Does it still make sense to market your EB-5 Project in China?

I believe that there are a number of reasons why it no longer makes much economic sense for the vast majority of Regional Centers, issuers and firms to go to China to market an EB-5 offering through the use of migration agents and other Chinese "finders". Here are my reasons:

  1. Cost
  2. Competition  
  3. Age-outs, Caps, Retrogression & Sustained Investment 
  4. Violations of U.S. Securities Laws: Non-Disclosure, Fraud, Misrepresentation and Omission 

1. Cost

Unless you are a well established Regional Center with a long track record of I-526 and I-829 approvals, chances are that most Chinese agents will charge you a staggering amount of both upfront and ongoing fees.  Agents typically charge all of the upfront subscription fee: $40,000 - $60,000 or more per investor is now standard even for some of the Centers with prior raises and established "track records".  

They will also want much of the backend juice as well, and most will charge from 3-8% or more, pushing up the loan costs to the developer and increasingly leaving little left for the Regional Center to cover their start-up and operating costs, even less for the investors who have probably not been told of this arrangement, contra to U.S. securities laws requirements.

Many are also asking for upfront fees so that they can conduct their "due diligence" which could include travel to and from your location, more fees if you are accepted to begin marketing, which could include translation costs, training fees to educate their staff, and fees to reserve meeting spaces for hosting seminars not to mention travel, hotel and travel expenses for you and your team.

Agents are increasingly choosing to work only with well established firms or Centers with large resources and money to spend on marketing and on large ($50 million+) transactions in select, well known locations where they earn considerably larger commissions and higher margins through reduced project volume, marketing and staff training.  

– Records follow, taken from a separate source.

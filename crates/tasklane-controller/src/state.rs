//! Controller state wiring the engine to its SQLite gateway.

use std::path::PathBuf;
use std::sync::Arc;

use tasklane_core::TaskEngine;
use tasklane_infra::config::{load_engine_config, resolve_database_url};
use tasklane_infra::sqlite::pool::{default_data_dir, DatabasePool};
use tasklane_infra::sqlite::SqliteGateway;
use tasklane_types::config::EngineConfig;

/// The engine pinned to the SQLite gateway.
pub type Engine = TaskEngine<SqliteGateway>;

#[derive(Clone)]
pub struct AppState {
    pub engine: Arc<Engine>,
    pub config: EngineConfig,
    pub data_dir: PathBuf,
}

impl AppState {
    /// Load config from the data directory, open the database and build the
    /// engine.
    pub async fn init() -> anyhow::Result<Self> {
        let data_dir = default_data_dir();
        tokio::fs::create_dir_all(&data_dir).await?;

        let config = load_engine_config(&data_dir).await;
        let db_url = resolve_database_url(&config, &data_dir);
        let pool = DatabasePool::open(&db_url, &config.storage).await?;
        tracing::info!(data_dir = %data_dir.display(), "database opened");

        Ok(Self::from_pool(pool, config, data_dir))
    }

    pub fn from_pool(pool: DatabasePool, config: EngineConfig, data_dir: PathBuf) -> Self {
        let gateway = Arc::new(SqliteGateway::new(pool));
        let engine = TaskEngine::new(gateway, config.clone());
        Self {
            engine: Arc::new(engine),
            config,
            data_dir,
        }
    }
}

Factors which will increase the likelihood that your deal will not be accepted:

  • new entrant to the market
  • no immigration track record
  • small transaction size
  • non-real estate
  • outside of a high visibility Metro "gateway" city 
  • limited resources to pay agents to market and capture market share

If any of the above apply to your offering then the chances are high that they will look you over or simply mark up their finder's agreement so high that the investor acquisition & transactions costs will exceed any potential for profitability or a successful exit.  

Since there are relatively few Tier 1 agents but hundreds of regional centers desperate to raise capital and a now fixed pool of increasingly frustrated investors (see below) the laws of supply and demand come into play.  A few years ago Centers were able to dictate terms to the Chinese agents but now the leash is in the agent's avaricious hands. Not happy with their terms? They are eager to show you the exit and move on to the next prospect.  

2. Competition

Demand: There are now several hundred EB-5 projects in the market and nearly all of those are being marketed in China.  Since USCIS does not release any project data it is not possible to know with certainty how many projects are in the market but if we take into account what information is in the public domain we would estimate that the current appetite for EB-5 investment is north of $12 billion, over $3 Bn. in a handful of NYC developments alone.  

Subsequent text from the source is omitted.